*WHAT YOU WILL DO*. Go through the entries below. Copy each line in which "SkipStage" appears.

*RECORDS FOR THE EXERCISE*.
- - - -
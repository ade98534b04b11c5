//! Per-stage timeout and degradation rules.
//!
//! A stage that still leaves later stages something meaningful to work with degrades; a
//! stage whose failure leaves nothing downstream able to proceed aborts the pipeline.

use std::fmt;

use super::document::DocumentRecord;
use super::types::{AbortCause, Stage, StageError};

/// Recovery applied when a stage times out or fails.
#[derive(Debug, Clone, Copy, PartialEq, Eq)]
pub enum Fallback {
    /// Best-effort local text extraction without inference.
    LocalExtraction,
    /// Deterministic key terms taken from the title and keywords.
    HeuristicTerms,
    /// Continue with an empty related-record set.
    SkipStage,
    /// Continue with a localized placeholder narrative.
    PlaceholderNarrative,
    /// Stop the pipeline.
    Abort,
}

/// Recovery rule of each stage.
pub const fn fallback_for(stage: Stage) -> Fallback {
    match stage {
        Stage::Parsing => Fallback::LocalExtraction,
        Stage::ExtractingTerms => Fallback::HeuristicTerms,
        Stage::Retrieving => Fallback::SkipStage,
        Stage::Analyzing => Fallback::PlaceholderNarrative,
        Stage::Evaluating | Stage::Reporting => Fallback::Abort,
    }
}

/// Why a stage did not run, or ran without effect.
#[derive(Debug, Clone, PartialEq)]
pub enum SkipReason {
    /// Turned off by configuration.
    Disabled,
    /// Document parsing was degraded, so the query would be unreliable.
    DegradedParse,
    /// No usable query could be derived.
    NoQuery,
    /// The stage failed and its rule is to skip.
    Failed(StageError),
}

impl fmt::Display for SkipReason {
    fn fmt(&self, f: &mut fmt::Formatter<'_>) -> fmt::Result {
        match self {
            SkipReason::Disabled => f.write_str("disabled"),
            SkipReason::DegradedParse => f.write_str("degraded parse"),
            SkipReason::NoQuery => f.write_str("no query"),
            SkipReason::Failed(error) => write!(f, "failed: {error}"),
        }
    }
}

/// Why a stage produced a substitute value.
#[derive(Debug, Clone, PartialEq)]
pub enum DegradeReason {
    /// The primary attempt failed or timed out.
    Failure(StageError),
    /// The value was produced but key content is missing.
    PartialExtraction(String),
}

impl fmt::Display for DegradeReason {
    fn fmt(&self, f: &mut fmt::Formatter<'_>) -> fmt::Result {
        match self {
            DegradeReason::Failure(error) => write!(f, "{error}"),
            DegradeReason::PartialExtraction(note) => write!(f, "partial extraction: {note}"),
        }
    }
}

/// Resolution of one stage.
#[derive(Debug, Clone, PartialEq)]
pub enum StageOutcome<T> {
    /// The stage produced its value.
    Completed(T),
    /// The stage produced a substitute value.
    Degraded(T, DegradeReason),
    /// The stage did not produce a value and the pipeline continues without it.
    Skipped(SkipReason),
    /// The stage failed and the pipeline must stop.
    Failed(StageError),
}

impl<T> StageOutcome<T> {
    /// Short label for logs and metrics.
    pub fn label(&self) -> &'static str {
        match self {
            StageOutcome::Completed(_) => "completed",
            StageOutcome::Degraded(..) => "degraded",
            StageOutcome::Skipped(_) => "skipped",
            StageOutcome::Failed(_) => "failed",
        }
    }

    /// Whether a substitute value was used.
    pub fn is_degraded(&self) -> bool {
        matches!(self, StageOutcome::Degraded(..))
    }

    /// Extract the carried value, turning `Failed` into the abort cause for `stage`.
    pub fn into_value(self, stage: Stage) -> Result<Option<T>, AbortCause> {
        match self {
            StageOutcome::Completed(value) | StageOutcome::Degraded(value, _) => Ok(Some(value)),
            StageOutcome::Skipped(_) => Ok(None),
            StageOutcome::Failed(error) => Err(AbortCause::StageFailed { stage, error }),
        }
    }
}

/// Resolve the primary result of `stage` according to its fallback rule.
///
/// `substitute` runs only when the primary attempt failed and the rule calls for a
/// substitute value; its own failure fails the stage.
pub fn resolve<T, F>(stage: Stage, result: Result<T, StageError>, substitute: F) -> StageOutcome<T>
where
    F: FnOnce() -> Result<T, StageError>,
{
    let error = match result {
        Ok(value) => return StageOutcome::Completed(value),
        Err(error) => error,
    };

    match fallback_for(stage) {
        Fallback::Abort => StageOutcome::Failed(error),
        Fallback::SkipStage => StageOutcome::Skipped(SkipReason::Failed(error)),
        Fallback::LocalExtraction | Fallback::HeuristicTerms | Fallback::PlaceholderNarrative => {
            match substitute() {
                Ok(value) => StageOutcome::Degraded(value, DegradeReason::Failure(error)),
                Err(fallback_error) => StageOutcome::Failed(fallback_error),
            }
        }
    }
}

/// Grade a parsed document: usable, degraded, or unusable.
pub fn classify_document(record: DocumentRecord) -> StageOutcome<DocumentRecord> {
    if record.raw_text.trim().is_empty() && !record.has_core_content() {
        return StageOutcome::Failed(StageError::InvalidDocument(
            "no text could be extracted from the document".into(),
        ));
    }

    if record.is_degraded() {
        let note = record
            .parse_error
            .clone()
            .unwrap_or_else(|| "no core sections found".into());
        return StageOutcome::Degraded(record, DegradeReason::PartialExtraction(note));
    }

    StageOutcome::Completed(record)
}

/// Decide whether retrieval must be skipped without issuing any call.
///
/// Checked in order: configuration switch, degraded parse, missing query.
pub fn retrieval_skip_reason(
    enabled: bool,
    parse_degraded: bool,
    query: Option<&str>,
) -> Option<SkipReason> {
    if !enabled {
        return Some(SkipReason::Disabled);
    }
    if parse_degraded {
        return Some(SkipReason::DegradedParse);
    }
    if query.is_none_or(|query| query.trim().is_empty()) {
        return Some(SkipReason::NoQuery);
    }
    None
}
- - - -
*SOLUTION BELOW*.
    SkipStage,
        Stage::Retrieving => Fallback::SkipStage,
        Fallback::SkipStage => StageOutcome::Skipped(SkipReason::Failed(error)),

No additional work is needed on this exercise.